Instructions for the task: Where in the material does the word "range" appear? Copy each line that has it.

Data to examine:
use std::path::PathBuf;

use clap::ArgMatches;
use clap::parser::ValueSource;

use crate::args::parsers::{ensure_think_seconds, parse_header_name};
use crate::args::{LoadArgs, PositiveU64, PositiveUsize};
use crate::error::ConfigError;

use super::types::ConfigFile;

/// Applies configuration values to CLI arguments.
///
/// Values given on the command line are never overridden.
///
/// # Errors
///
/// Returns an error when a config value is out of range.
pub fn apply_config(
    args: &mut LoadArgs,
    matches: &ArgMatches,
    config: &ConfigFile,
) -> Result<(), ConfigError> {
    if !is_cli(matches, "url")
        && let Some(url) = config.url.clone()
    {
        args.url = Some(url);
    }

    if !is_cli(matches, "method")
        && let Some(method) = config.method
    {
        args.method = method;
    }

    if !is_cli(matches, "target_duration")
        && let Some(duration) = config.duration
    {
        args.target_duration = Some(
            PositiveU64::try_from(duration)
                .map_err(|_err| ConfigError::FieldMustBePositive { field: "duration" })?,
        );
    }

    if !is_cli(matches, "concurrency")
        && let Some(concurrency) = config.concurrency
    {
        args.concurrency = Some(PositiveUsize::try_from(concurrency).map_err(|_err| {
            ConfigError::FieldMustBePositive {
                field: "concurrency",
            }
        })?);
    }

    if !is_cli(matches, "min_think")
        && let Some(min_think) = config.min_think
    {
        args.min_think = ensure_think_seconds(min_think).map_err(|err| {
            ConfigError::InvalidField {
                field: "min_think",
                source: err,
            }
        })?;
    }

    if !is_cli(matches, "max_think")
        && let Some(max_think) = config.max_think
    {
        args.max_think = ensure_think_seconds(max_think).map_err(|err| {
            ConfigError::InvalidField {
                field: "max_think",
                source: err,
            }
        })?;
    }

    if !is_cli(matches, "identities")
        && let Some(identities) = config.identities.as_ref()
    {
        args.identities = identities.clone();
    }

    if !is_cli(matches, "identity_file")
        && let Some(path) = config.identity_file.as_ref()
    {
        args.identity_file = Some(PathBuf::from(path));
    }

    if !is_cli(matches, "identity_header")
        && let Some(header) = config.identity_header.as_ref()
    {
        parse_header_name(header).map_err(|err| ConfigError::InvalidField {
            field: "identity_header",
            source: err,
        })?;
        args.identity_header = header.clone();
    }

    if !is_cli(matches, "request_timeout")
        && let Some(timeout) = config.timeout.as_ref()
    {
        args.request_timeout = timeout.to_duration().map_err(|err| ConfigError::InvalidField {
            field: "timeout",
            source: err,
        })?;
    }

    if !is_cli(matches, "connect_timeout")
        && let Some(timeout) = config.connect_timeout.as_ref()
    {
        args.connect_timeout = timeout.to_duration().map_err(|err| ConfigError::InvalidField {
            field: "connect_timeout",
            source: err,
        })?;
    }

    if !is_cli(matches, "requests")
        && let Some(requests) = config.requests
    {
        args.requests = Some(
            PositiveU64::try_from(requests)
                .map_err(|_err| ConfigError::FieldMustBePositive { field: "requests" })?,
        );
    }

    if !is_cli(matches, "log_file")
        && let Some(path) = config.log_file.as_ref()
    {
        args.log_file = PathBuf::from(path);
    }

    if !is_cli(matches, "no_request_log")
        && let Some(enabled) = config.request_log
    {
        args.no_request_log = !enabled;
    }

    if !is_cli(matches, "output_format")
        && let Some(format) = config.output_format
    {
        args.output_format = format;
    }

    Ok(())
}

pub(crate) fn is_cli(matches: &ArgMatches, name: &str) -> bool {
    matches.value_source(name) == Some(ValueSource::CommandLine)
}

==

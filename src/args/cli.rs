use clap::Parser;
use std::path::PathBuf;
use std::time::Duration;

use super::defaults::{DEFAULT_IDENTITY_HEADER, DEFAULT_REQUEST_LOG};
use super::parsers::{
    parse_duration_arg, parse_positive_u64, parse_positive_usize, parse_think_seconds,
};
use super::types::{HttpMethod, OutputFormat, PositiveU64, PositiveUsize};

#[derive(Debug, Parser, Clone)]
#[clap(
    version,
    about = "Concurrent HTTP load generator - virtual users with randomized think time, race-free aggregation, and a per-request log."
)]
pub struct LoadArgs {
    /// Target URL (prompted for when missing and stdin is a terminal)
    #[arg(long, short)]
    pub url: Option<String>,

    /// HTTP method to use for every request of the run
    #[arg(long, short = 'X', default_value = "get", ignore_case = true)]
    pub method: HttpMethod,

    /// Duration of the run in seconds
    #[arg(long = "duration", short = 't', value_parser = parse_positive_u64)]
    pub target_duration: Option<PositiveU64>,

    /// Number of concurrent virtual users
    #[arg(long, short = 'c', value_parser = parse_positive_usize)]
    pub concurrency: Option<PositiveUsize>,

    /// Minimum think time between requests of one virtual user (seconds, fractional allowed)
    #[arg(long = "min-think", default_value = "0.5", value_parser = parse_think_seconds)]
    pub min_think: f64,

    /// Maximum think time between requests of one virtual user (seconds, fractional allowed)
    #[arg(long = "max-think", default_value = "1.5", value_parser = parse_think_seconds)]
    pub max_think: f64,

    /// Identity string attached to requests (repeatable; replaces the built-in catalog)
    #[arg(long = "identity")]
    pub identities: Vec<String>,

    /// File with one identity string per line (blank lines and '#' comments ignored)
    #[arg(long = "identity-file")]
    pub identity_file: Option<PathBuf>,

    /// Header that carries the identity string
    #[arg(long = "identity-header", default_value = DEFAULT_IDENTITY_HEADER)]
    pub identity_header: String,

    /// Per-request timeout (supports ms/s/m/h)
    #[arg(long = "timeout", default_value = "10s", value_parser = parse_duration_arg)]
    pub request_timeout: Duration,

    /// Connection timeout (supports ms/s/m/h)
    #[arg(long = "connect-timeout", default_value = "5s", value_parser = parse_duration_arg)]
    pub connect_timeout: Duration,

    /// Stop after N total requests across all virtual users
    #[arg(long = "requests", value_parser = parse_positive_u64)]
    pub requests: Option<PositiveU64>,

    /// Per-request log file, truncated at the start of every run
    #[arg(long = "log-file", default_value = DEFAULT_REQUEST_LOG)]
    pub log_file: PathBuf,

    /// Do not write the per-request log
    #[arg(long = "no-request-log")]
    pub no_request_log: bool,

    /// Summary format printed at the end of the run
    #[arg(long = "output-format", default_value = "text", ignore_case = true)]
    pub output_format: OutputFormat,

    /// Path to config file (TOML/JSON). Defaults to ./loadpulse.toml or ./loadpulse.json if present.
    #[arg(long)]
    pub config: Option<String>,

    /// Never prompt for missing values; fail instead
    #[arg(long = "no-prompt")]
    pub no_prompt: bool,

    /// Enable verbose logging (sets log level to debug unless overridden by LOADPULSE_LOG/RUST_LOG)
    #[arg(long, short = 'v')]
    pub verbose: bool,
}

---

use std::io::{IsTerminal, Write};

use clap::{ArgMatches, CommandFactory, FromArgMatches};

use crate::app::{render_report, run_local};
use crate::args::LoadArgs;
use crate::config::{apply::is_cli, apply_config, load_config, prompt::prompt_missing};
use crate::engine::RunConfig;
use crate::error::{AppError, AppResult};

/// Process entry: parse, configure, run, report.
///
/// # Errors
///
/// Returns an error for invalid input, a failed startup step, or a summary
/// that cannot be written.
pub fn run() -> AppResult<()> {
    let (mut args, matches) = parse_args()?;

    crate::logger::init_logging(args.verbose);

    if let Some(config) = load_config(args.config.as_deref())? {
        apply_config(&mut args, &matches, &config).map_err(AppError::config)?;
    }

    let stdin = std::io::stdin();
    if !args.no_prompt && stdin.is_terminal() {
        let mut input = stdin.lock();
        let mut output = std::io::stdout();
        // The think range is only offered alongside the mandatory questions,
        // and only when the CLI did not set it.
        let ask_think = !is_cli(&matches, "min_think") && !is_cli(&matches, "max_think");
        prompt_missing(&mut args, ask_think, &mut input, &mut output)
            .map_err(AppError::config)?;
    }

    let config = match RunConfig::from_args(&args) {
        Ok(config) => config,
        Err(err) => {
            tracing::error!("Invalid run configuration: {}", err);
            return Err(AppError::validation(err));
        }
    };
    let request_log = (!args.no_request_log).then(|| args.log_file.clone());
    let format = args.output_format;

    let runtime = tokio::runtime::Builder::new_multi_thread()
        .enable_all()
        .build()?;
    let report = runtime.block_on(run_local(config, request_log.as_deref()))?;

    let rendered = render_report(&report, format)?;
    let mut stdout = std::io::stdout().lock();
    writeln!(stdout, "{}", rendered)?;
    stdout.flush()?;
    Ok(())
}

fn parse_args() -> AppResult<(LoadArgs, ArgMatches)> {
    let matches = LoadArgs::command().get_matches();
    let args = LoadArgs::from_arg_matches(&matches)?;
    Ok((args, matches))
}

Result of this exercise:
/// Returns an error when a config value is out of range.
        // The think range is only offered alongside the mandatory questions,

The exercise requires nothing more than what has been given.